Task brief: Top to bottom, give the entries again exactly as written.
○ ○ ○
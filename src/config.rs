//! Configuration for Roombook.
//!
//! Loaded once at startup from environment variables (with `.env` support
//! via dotenvy) and exposed through a global accessor.

use once_cell::sync::OnceCell;

static CONFIG: OnceCell<Config> = OnceCell::new();

/// Top-level application configuration.
#[derive(Debug, Clone)]
pub struct Config {
    pub server: ServerConfig,
    pub database: DatabaseConfig,
    pub auth: AuthConfig,
}

/// HTTP server settings.
#[derive(Debug, Clone)]
pub struct ServerConfig {
    pub host: String,
    pub port: u16,
}

/// Database settings.
#[derive(Debug, Clone)]
pub struct DatabaseConfig {
    /// Path to the SQLite database file, or ":memory:".
    pub path: String,
}

/// Authentication settings.
#[derive(Debug, Clone)]
pub struct AuthConfig {
    /// Secret used to sign JWTs. Must be overridden in production.
    pub jwt_secret: String,
    /// Token lifetime in hours.
    pub token_ttl_hours: i64,
}

impl Config {
    /// Build configuration from the process environment.
    pub fn from_env() -> Self {
        Self {
            server: ServerConfig {
                host: env_or("ROOMBOOK_HOST", "0.0.0.0"),
                port: env_or("ROOMBOOK_PORT", "8080").parse().unwrap_or(8080),
            },
            database: DatabaseConfig {
                path: env_or("ROOMBOOK_DB_PATH", "data/roombook.db"),
            },
            auth: AuthConfig {
                jwt_secret: env_or("ROOMBOOK_JWT_SECRET", "dev-secret-change-in-production"),
                token_ttl_hours: env_or("ROOMBOOK_TOKEN_TTL_HOURS", "24")
                    .parse()
                    .unwrap_or(24),
            },
        }
    }
}

fn env_or(key: &str, default: &str) -> String {
    std::env::var(key).unwrap_or_else(|_| default.to_string())
}

/// Initialize the global configuration. Call once at startup.
pub fn init() -> &'static Config {
    dotenvy::dotenv().ok();
    CONFIG.get_or_init(Config::from_env)
}

/// Get the global configuration. Falls back to env defaults if `init`
/// was not called (useful in tests).
pub fn config() -> &'static Config {
    CONFIG.get_or_init(Config::from_env)
}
○ ○ ○
Your response:
filename src/config.rs
//! Configuration for Roombook.
//!
//! Loaded once at startup from environment variables (with `.env` support
//! via dotenvy) and exposed through a global accessor.

use once_cell::sync::OnceCell;

static CONFIG: OnceCell<Config> = OnceCell::new();

/// Top-level application configuration.
#[derive(Debug, Clone)]
pub struct Config {
    pub server: ServerConfig,
    pub database: DatabaseConfig,
    pub auth: AuthConfig,
}

/// HTTP server settings.
#[derive(Debug, Clone)]
pub struct ServerConfig {
    pub host: String,
    pub port: u16,
}

/// Database settings.
#[derive(Debug, Clone)]
pub struct DatabaseConfig {
    /// Path to the SQLite database file, or ":memory:".
    pub path: String,
}

/// Authentication settings.
#[derive(Debug, Clone)]
pub struct AuthConfig {
    /// Secret used to sign JWTs. Must be overridden in production.
    pub jwt_secret: String,
    /// Token lifetime in hours.
    pub token_ttl_hours: i64,
}

impl Config {
    /// Build configuration from the process environment.
    pub fn from_env() -> Self {
        Self {
            server: ServerConfig {
                host: env_or("ROOMBOOK_HOST", "0.0.0.0"),
                port: env_or("ROOMBOOK_PORT", "8080").parse().unwrap_or(8080),
            },
            database: DatabaseConfig {
                path: env_or("ROOMBOOK_DB_PATH", "data/roombook.db"),
            },
            auth: AuthConfig {
                jwt_secret: env_or("ROOMBOOK_JWT_SECRET", "dev-secret-change-in-production"),
                token_ttl_hours: env_or("ROOMBOOK_TOKEN_TTL_HOURS", "24")
                    .parse()
                    .unwrap_or(24),
            },
        }
    }
}

fn env_or(key: &str, default: &str) -> String {
    std::env::var(key).unwrap_or_else(|_| default.to_string())
}

/// Initialize the global configuration. Call once at startup.
pub fn init() -> &'static Config {
    dotenvy::dotenv().ok();
    CONFIG.get_or_init(Config::from_env)
}

/// Get the global configuration. Falls back to env defaults if `init`
/// was not called (useful in tests).
pub fn config() -> &'static Config {
    CONFIG.get_or_init(Config::from_env)
}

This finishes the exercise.